Phase Boundary Estimation in Two-Phase Flows with Electrical Impedance Imaging Technique

The visualization of two-phase flows can be regarded as the determination of the phase boundary. This paper deals with phase boundary estimation in two-phase flows with the electrical impedance imaging technique, where resistivity distribution is reconstructed based on the relationship between the predetermined excitations and the corresponding electrical responses. In most boundary estimation algorithms in EIT (Electrical Impedance Tomography), anomaly (i.e. bubble) boundaries can be expressed with truncated Fourier series and the unknown coefficients are estimated with proper inverse algorithms. Furthermore, the number of anomalies is assumed to be available a priori. The prior knowledge on the number of anomalies may be unavailable in some cases, and we need to determine the number of anomalies with other methods.
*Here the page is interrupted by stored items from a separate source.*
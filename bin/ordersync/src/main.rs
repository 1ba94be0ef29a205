use std::sync::Arc;

use anyhow::{bail, Context};
use clap::{Args, Parser, Subcommand, ValueEnum};
use tracing::{info, warn};
use tracing_subscriber::EnvFilter;

use backend::BackendClient;
use common::{
    Config, ExchangeClient, OrderSide, OrderStatus, OrderType, StatusUpdate, TradingMode,
};
use engine::{BinanceClient, OrderSync};
use paper::PaperClient;

#[derive(Parser)]
#[command(name = "ordersync", about = "Place exchange orders and mirror them to the backend")]
struct Cli {
    #[command(subcommand)]
    command: Command,
}

#[derive(Subcommand)]
enum Command {
    /// Place one order on the configured exchange and mirror it.
    Place(PlaceArgs),
}

#[derive(Args)]
struct PlaceArgs {
    #[arg(long, value_enum)]
    side: Side,
    #[arg(long)]
    quantity: f64,
    #[arg(long, value_enum, default_value_t = Kind::Market)]
    order_type: Kind,
    /// Limit price. Required for limit orders.
    #[arg(long)]
    price: Option<f64>,
    /// Price the paper exchange fills market orders against.
    #[arg(long)]
    reference_price: Option<f64>,
    /// Paper mode only: report the order as filled afterwards.
    #[arg(long)]
    fill: bool,
}

#[derive(Clone, Copy, ValueEnum)]
enum Side {
    Buy,
    Sell,
}

impl From<Side> for OrderSide {
    fn from(side: Side) -> Self {
        match side {
            Side::Buy => OrderSide::Buy,
            Side::Sell => OrderSide::Sell,
        }
    }
}

#[derive(Clone, Copy, PartialEq, Eq, ValueEnum)]
enum Kind {
    Market,
    Limit,
    LimitMaker,
}

impl From<Kind> for OrderType {
    fn from(kind: Kind) -> Self {
        match kind {
            Kind::Market => OrderType::Market,
            Kind::Limit => OrderType::Limit,
            Kind::LimitMaker => OrderType::LimitMaker,
        }
    }
}

#[tokio::main]
async fn main() -> anyhow::Result<()> {
    // ── Logging ──────────────────────────────────────────────────────────────
    tracing_subscriber::fmt()
        .with_env_filter(
            EnvFilter::try_from_default_env().unwrap_or_else(|_| EnvFilter::new("info")),
        )
        .init();

    let cli = Cli::parse();

    // ── Config ────────────────────────────────────────────────────────────────
    let cfg = Config::from_env().context("failed to load configuration")?;
    info!(mode = %cfg.trading_mode, symbol = %cfg.symbol, "ordersync starting");

    match cli.command {
        Command::Place(args) => place(cfg, args).await,
    }
}

async fn place(cfg: Config, args: PlaceArgs) -> anyhow::Result<()> {
    if args.fill && cfg.trading_mode != TradingMode::Paper {
        bail!("--fill is only available with TRADING_MODE=paper");
    }
    if args.order_type != Kind::Market && args.price.is_none() {
        bail!("--price is required for limit orders");
    }

    // ── Exchange client (injected based on TRADING_MODE) ──────────────────────
    let exchange: Arc<dyn ExchangeClient> = match cfg.trading_mode {
        TradingMode::Live => {
            let (Some(key), Some(secret)) = (&cfg.exchange_api_key, &cfg.exchange_secret) else {
                bail!("EXCHANGE_API_KEY and EXCHANGE_SECRET are required in live mode");
            };
            info!(url = %cfg.exchange_url, "Live trading mode, using BinanceClient");
            Arc::new(
                BinanceClient::new(
                    key.as_str(),
                    secret.as_str(),
                    &cfg.exchange_url,
                    cfg.request_timeout,
                )
                .context("failed to build exchange client")?,
            )
        }
        TradingMode::Paper => {
            info!(slippage_bps = cfg.paper_slippage_bps, "Paper trading mode, using PaperClient");
            let client = PaperClient::new(cfg.paper_slippage_bps);
            if let Some(price) = args.reference_price.or(args.price) {
                client.update_price(&cfg.symbol, price).await;
            }
            Arc::new(client)
        }
    };

    // ── Backend mirror ────────────────────────────────────────────────────────
    let backend = BackendClient::new(&cfg.backend_url, cfg.request_timeout)
        .context("failed to build backend client")?;
    let sync = OrderSync::new(
        exchange,
        Arc::new(backend),
        cfg.backend_credentials,
        cfg.symbol,
        cfg.session_key,
    );

    let order = sync
        .place_order(
            args.side.into(),
            args.quantity,
            args.order_type.into(),
            args.price,
        )
        .await
        .context("order placement failed")?;

    println!(
        "{}",
        serde_json::to_string_pretty(&order).context("failed to render order")?
    );

    match sync.backend_order_id(&order.exchange_order_id).await {
        Some(id) => info!(backend_order_id = %id, "Order mirrored"),
        None => warn!(
            exchange_order_id = %order.exchange_order_id,
            "Order placed but not mirrored"
        ),
    }

    if args.fill {
        if order.status == OrderStatus::Filled {
            info!("Order already filled on placement; no status update needed");
        } else {
            let fill_price = order.price.or(args.reference_price).unwrap_or_default();
            sync.update_order_status(
                &order.exchange_order_id,
                StatusUpdate::filled(order.quantity, fill_price),
            )
            .await;
        }
    }

    Ok(())
}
This paper presents an algorithm for the boundary estimation in EIT using the prior information from the conventional Newton-Raphson method. Although Newton-Raphson method generates so poor spatial resolution that the anomaly boundaries are hardly reconstructed even after a few iterations, it can give some information on the object to be imaged such as the number of anomalies, their sizes and locations, as long as the anomalies are big enough. Some numerical experiments indicate that the Newton-Raphson method can be used as a good predictor of the unknown boundaries and the proposed boundary discrimination algorithm has a good performance.